Despite these limitations, the current study has several strengths. This is the first trial evaluating the effects of a team-guided approach when delivering ICBT, and thus adds to the literature on models for offering ICBT. The study evaluated ICBT for diverse chronic health conditions, which is often not examined in the literature, with most previous research focussing on ICBT for single health conditions (e.g., pain, cancer; see Mehta et al., 2018). The study also evaluated several outcome measures, and showed that outcomes are particularly strong for depression, anxiety, psychological distress and self-efficacy, while improvements for disability, fatigue, pain-interference and life satisfaction are considerably smaller. Pain intensity itself was not impacted by the chronic conditions course and may represent an opportunity to improve the course given that 66.9% of participants endorsed having difficulties with pain.

Several directions for research related to the team-guided approach exist. As noted above, if the team-guided approach is used in the future, it would be valuable to study if there is a way to implement the approach that would improve outcomes beyond what was found in the current approach, such as consistently having two designated clinicians offer support with a predictable schedule known to patients rather than an unknown, unpredictable schedule and typically 3 to 4 clinicians providing support as was done in this study. It would also be valuable to examine if the team-guided approach may mitigate adverse events among those with greater levels of suicide risk or severe symptoms compared to the self-guided approach. Furthermore, with larger samples it would be valuable to explore if clinician support is more important for some chronic health conditions than others. It would also be valuable to explore if the self-guided condition would be effective if it did not involve the initial telephone interview or involve monitoring of participant symptoms during treatment. Future research could also examine the role of participant preferences, by exploring participant preference for the self-guided vs team-guided version.
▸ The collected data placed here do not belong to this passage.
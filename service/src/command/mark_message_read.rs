//! [`Command`] for marking a [`Message`] as read.

use common::operations::{
    By, Commit, Lock, Select, Transact, Transacted, Update,
};
use derive_more::{Display, Error, From};
use tracerr::Traced;

#[cfg(doc)]
use crate::domain::{Meldung, User};
use crate::{
    domain::{meldung, message, user, Message},
    infra::{database, Database},
    read, Service,
};

use super::Command;

/// [`Command`] for marking a [`Message`] as read by a [`User`] having access
/// to its [`Meldung`].
///
/// Marking a [`Message`] twice keeps the first read receipt.
#[derive(Clone, Copy, Debug)]
pub struct MarkMessageRead {
    /// ID of the [`User`] who read the [`Message`].
    pub user_id: user::Id,

    /// [`user::Role`] of the [`User`].
    pub role: user::Role,

    /// ID of the read [`Message`].
    pub message_id: message::Id,
}

impl<Db, Bill> Command<MarkMessageRead> for Service<Db, Bill>
where
    Db: Database<
            Select<By<Option<Message>, message::Id>>,
            Ok = Option<Message>,
            Err = Traced<database::Error>,
        > + Database<
            Select<By<read::meldung::Chain, meldung::Id>>,
            Ok = read::meldung::Chain,
            Err = Traced<database::Error>,
        > + Database<Transact, Err = Traced<database::Error>>,
    Transacted<Db>: Database<
            Lock<By<Message, message::Id>>,
            Ok = (),
            Err = Traced<database::Error>,
        > + Database<
            Select<By<Option<Message>, message::Id>>,
            Ok = Option<Message>,
            Err = Traced<database::Error>,
        > + Database<Update<Message>, Ok = (), Err = Traced<database::Error>>
        + Database<Commit, Ok = (), Err = Traced<database::Error>>,
{
    type Ok = Message;
    type Err = Traced<ExecutionError>;

    async fn execute(
        &self,
        cmd: MarkMessageRead,
    ) -> Result<Self::Ok, Self::Err> {
        use ExecutionError as E;

        let MarkMessageRead {
            user_id,
            role,
            message_id,
        } = cmd;

        let meldung_id = self
            .database()
            .execute(Select(By::<Option<Message>, _>::new(message_id)))
            .await
            .map_err(tracerr::map_from_and_wrap!(=> E))?
            .ok_or(E::MessageNotExists(message_id))
            .map_err(tracerr::wrap!())?
            .meldung_id;
        let granted = self
            .database()
            .execute(Select(By::<read::meldung::Chain, _>::new(meldung_id)))
            .await
            .map_err(tracerr::map_from_and_wrap!(=> E))?
            .grants(user_id, role);
        if !granted {
            return Err(tracerr::new!(E::Forbidden(message_id)));
        }

        let tx = self
            .database()
            .execute(Transact)
            .await
            .map_err(tracerr::map_from_and_wrap!(=> E))?;

        // Avoid concurrent actions upon the same `Message`.
        tx.execute(Lock(By::new(message_id)))
            .await
            .map_err(tracerr::map_from_and_wrap!(=> E))?;

        let mut message = tx
            .execute(Select(By::<Option<Message>, _>::new(message_id)))
            .await
            .map_err(tracerr::map_from_and_wrap!(=> E))?
            .ok_or(E::MessageNotExists(message_id))
            .map_err(tracerr::wrap!())?;
        if message.mark_read(user_id) {
            tx.execute(Update(message.clone()))
                .await
                .map_err(tracerr::map_from_and_wrap!(=> E))?;
            tx.execute(Commit)
                .await
                .map_err(tracerr::map_from_and_wrap!(=> E))?;
        }

        Ok(message)
    }
}

/// Error of [`MarkMessageRead`] [`Command`] execution.
#[derive(Debug, Display, Error, From)]
pub enum ExecutionError {
    /// [`Database`] error.
    #[display("`Database` operation failed: {_0}")]
    Db(database::Error),

    /// [`Message`] doesn't exist.
    #[display("`Message(id: {_0})` does not exist")]
    #[from(ignore)]
    MessageNotExists(#[error(not(source))] message::Id),

    /// [`User`] has no access to the [`Meldung`] of the [`Message`].
    #[display("`Message(id: {_0})` is not accessible")]
    #[from(ignore)]
    Forbidden(#[error(not(source))] message::Id),
}

#[cfg(test)]
mod spec {
    use crate::{
        command::SendMessage,
        domain::{
            meldung,
            message::{self, Receiver},
            property, unit, user,
        },
        infra::Notice,
        spec::service,
        Command as _,
    };

    use super::{ExecutionError, MarkMessageRead};

    #[tokio::test]
    async fn thread_participants_exchange_messages() {
        let (svc, mut inbox) = service();
        let owner = user::spec::with_role(user::Role::Landlord);
        let property = property::spec::owned_by(owner.id);
        let unit = unit::spec::vacant(property.id);
        let (reporter, craftsman) = (user::Id::new(), user::Id::new());
        let mut meldung = meldung::spec::filed(unit.id, reporter);
        meldung.assigned_to = Some(craftsman);
        svc.database().put(owner);
        svc.database().put(property);
        svc.database().put(unit);
        svc.database().put(meldung.clone());

        let sent = svc
            .execute(SendMessage {
                sender_id: reporter,
                role: user::Role::Tenant,
                meldung_id: meldung.id,
                receiver: Receiver {
                    role: user::Role::Craftsman,
                    user_id: Some(craftsman),
                },
                content: message::Content::new("Wann kommen Sie?").unwrap(),
                attachments: vec![],
            })
            .await
            .unwrap();
        let [Notice::Report { recipient_id, .. }] =
            <[Notice; 1]>::try_from(inbox.drain()).unwrap()
        else {
            panic!("expected a single report notice");
        };
        assert_eq!(recipient_id, craftsman);

        for _ in 0..2 {
            let read = svc
                .execute(MarkMessageRead {
                    user_id: craftsman,
                    role: user::Role::Craftsman,
                    message_id: sent.id,
                })
                .await
                .unwrap();
            assert_eq!(read.read_by.len(), 1);
        }

        let err = svc
            .execute(MarkMessageRead {
                user_id: user::Id::new(),
                role: user::Role::Tenant,
                message_id: sent.id,
            })
            .await
            .unwrap_err();
        assert!(matches!(err.as_ref(), ExecutionError::Forbidden(_)));
    }
}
Additionally, research examining longer-term outcomes beyond 3-months follow-up is warranted.

In conclusion, the results from the current study suggest that both team-guided and self-guided ICBT for chronic health conditions have similar effects in improving symptoms of anxiety and depression. Although, the current study shows non-inferiority of self-guided vs team-guided approach, the team-guided approach may still be an alternative approach to consider among a population of high risk individuals that wants or requires closer monitoring of symptoms (n = 99) perhaps related to symptom severity of risk. The use of team-guided approaches may be a more preferred option than self-guided apps which provide no symptom monitoring. Further research is needed examining different approaches for supporting people with chronic health conditions through ICBT, particularly looking at participant (e.g., different chronic health conditions, preferences) and intervention characteristics (e.g., with or without telephone assessment), that may influence engagement and outcomes.